4. Penarikan kesimpulan
Dalam pengumpulan data, peneliti harus
mengerti dan tanggap terhadap sesuatu yang
diteliti langsung di lapangan dengan
menyusun pola-pola pengarahan,
pernyataan-pernyataan dan sebab akibat.
Kesimpulan perlu diverifikasi agar hasil dari
penelitian dapat dipertahankan.
D. PEMBAHASAN
Aktifitas Umum Dan Karakteristik
Penambang
Aktifitas harian yang dilakukan oleh
masyarakat penambang timah tradisional
untuk menambang pada dasarnya dilakukan
setiap hari mulai pagi hari, kebiasaan para
penambang biasanya melihat kondisi pasang
surut air laut, serta kondisi keadaan cuaca
disekitar lokasi menambang. Sedangkan
kegiatan menambang timah yang berada di
pantai atau laut yakni pada saat air laut
sedikit surut, meski tidak tertutup
kemungkinan kegiatan tersebut dilakukan
dalam kondisi air pasang. Mereka
melakukan aktifitas menambang di tempat-
tempat tertentu yang mereka pilih atau di
tempat yang diperkirakan terdapat
kandungan mineral timah, seperti di areal
sekitar bekas lokasi tambang, atau di laut.
Pada umumnya penambang timah di laut
cenderung lebih melihat situasi cuaca. Hal
ini disebabkan karena kegiatan menmbang
timah dilaut sangat tergantung dari keadaan
air laut. Pada musim angin kencang, para
penambang setidaknya banyak
menghabiskan kegiatan menambang timah
di daratan, dikarenakan pada kondisi angin
kencang air laut cenderung keruh sehingga
sangat mengganggu kegiatan menambang.
Pasang surut air laut juga menjadi
prioritas masyarakat penambang timah
dilaut. Sebagian masyarakat yang tidak
memiliki kemampuan menyelam atau alat
yang memadai, akan melakukan kegiatan
menambang timah di sekitar pesisir pantai.
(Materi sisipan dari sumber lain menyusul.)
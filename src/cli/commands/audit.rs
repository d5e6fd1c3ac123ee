//! Audit command - Fetch repositories, evaluate the rules and save the run

use colored::Colorize;
use indicatif::{ProgressBar, ProgressStyle};
use std::path::Path;
use std::time::{Duration, Instant};
use tracing::info;

use super::{emit, state_store, AuditArgs};
use crate::audit::AuditRun;
use crate::cli::exit_codes;
use crate::config::Config;
use crate::error::{RepoAuditError, StateError};
use crate::providers::file::FileSource;
use crate::providers::github::GitHubProvider;
use crate::providers::RepositorySource;
use crate::rules::definition::load_rules;
use crate::rules::{AuditEngine, RuleStatus};
use crate::state::StateStore;

pub fn execute(args: AuditArgs, config_path: Option<&Path>) -> Result<i32, RepoAuditError> {
    let started = Instant::now();
    let config = Config::load_or_default(config_path)?;

    // The rule set is validated before anything is fetched
    let definitions = load_rules(&config.rules)?;
    let engine = AuditEngine::new(&definitions)?;

    let source: Box<dyn RepositorySource> =
        match args.repositories.or_else(|| config.repositories.clone()) {
            Some(path) => Box::new(FileSource::new(path)),
            None => {
                let owner = match args.owner.as_deref() {
                    Some(owner) => owner,
                    None => config.require_owner()?,
                };
                Box::new(GitHubProvider::new(owner))
            }
        };

    let repositories = fetch_with_spinner(source.as_ref())?;
    info!(
        source = %source.name(),
        repositories = repositories.len(),
        "Fetched repositories"
    );

    let run = engine.run(repositories)?;

    if args.dry_run {
        println!("{} Dry run, state not saved", "Note:".yellow().bold());
    } else {
        let store = state_store(&config, None);
        store.save(&run)?;
        println!(
            "{} Audit saved to {}",
            "Success:".green().bold(),
            store.path().display().to_string().cyan()
        );
    }

    if let Some(output) = args.output.as_deref() {
        let json = serde_json::to_string_pretty(&run).map_err(StateError::Encode)?;
        emit(&json, Some(output))?;
    }

    let (failures, errors) = print_summary(&run, started.elapsed());

    Ok(if failures > 0 {
        exit_codes::RULE_FAILURES
    } else if errors > 0 {
        exit_codes::EVALUATION_ERRORS
    } else {
        exit_codes::SUCCESS
    })
}

fn fetch_with_spinner(
    source: &dyn RepositorySource,
) -> Result<Vec<crate::audit::RepositorySnapshot>, RepoAuditError> {
    let spinner = ProgressBar::new_spinner();
    if let Ok(style) = ProgressStyle::with_template("{spinner:.cyan} {msg}") {
        spinner.set_style(style);
    }
    spinner.set_message(format!("Fetching repositories from {}", source.name()));
    spinner.enable_steady_tick(Duration::from_millis(100));

    let result = source.fetch();
    spinner.finish_and_clear();
    result
}

/// Print per-status totals; returns (failures, errors)
fn print_summary(run: &AuditRun, elapsed: Duration) -> (usize, usize) {
    let count = |status: RuleStatus| -> usize {
        run.iter()
            .map(|(_, results)| results.count_by_status(status))
            .sum()
    };

    let success = count(RuleStatus::Success);
    let failures = count(RuleStatus::Failure);
    let not_applicable = count(RuleStatus::NotApplicable);
    let errors = count(RuleStatus::Error);

    println!(
        "Audited {} repositories in {:.2}s: {} success, {} failure, {} not-applicable, {} error",
        run.len().to_string().yellow(),
        elapsed.as_secs_f64(),
        success.to_string().green(),
        failures.to_string().red(),
        not_applicable,
        errors.to_string().yellow()
    );

    (failures, errors)
}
Sementara untuk kegiatan menambang
timah yang dilakukan didaratan, masyarakat
penambang ini terbagi kedalam dua
kelompok, yakni kelompok penambang
13
timah tradisional dan kelompok penambang
timah semi modern. Perbedaan kedua
kelompok ini hanya terletak pada
penggunaan sistem kerjanya saja,
penambang timah tradisional menggunakan
sumberdaya manusia sebagai motor pencari
timah, sedangkan penambang semi modern
menggunakan mesin pompa dan hisap
sebagai pengumpul timah.
Penambang timah tradisional sangat
bergantung pada keberadaan kolong (danau)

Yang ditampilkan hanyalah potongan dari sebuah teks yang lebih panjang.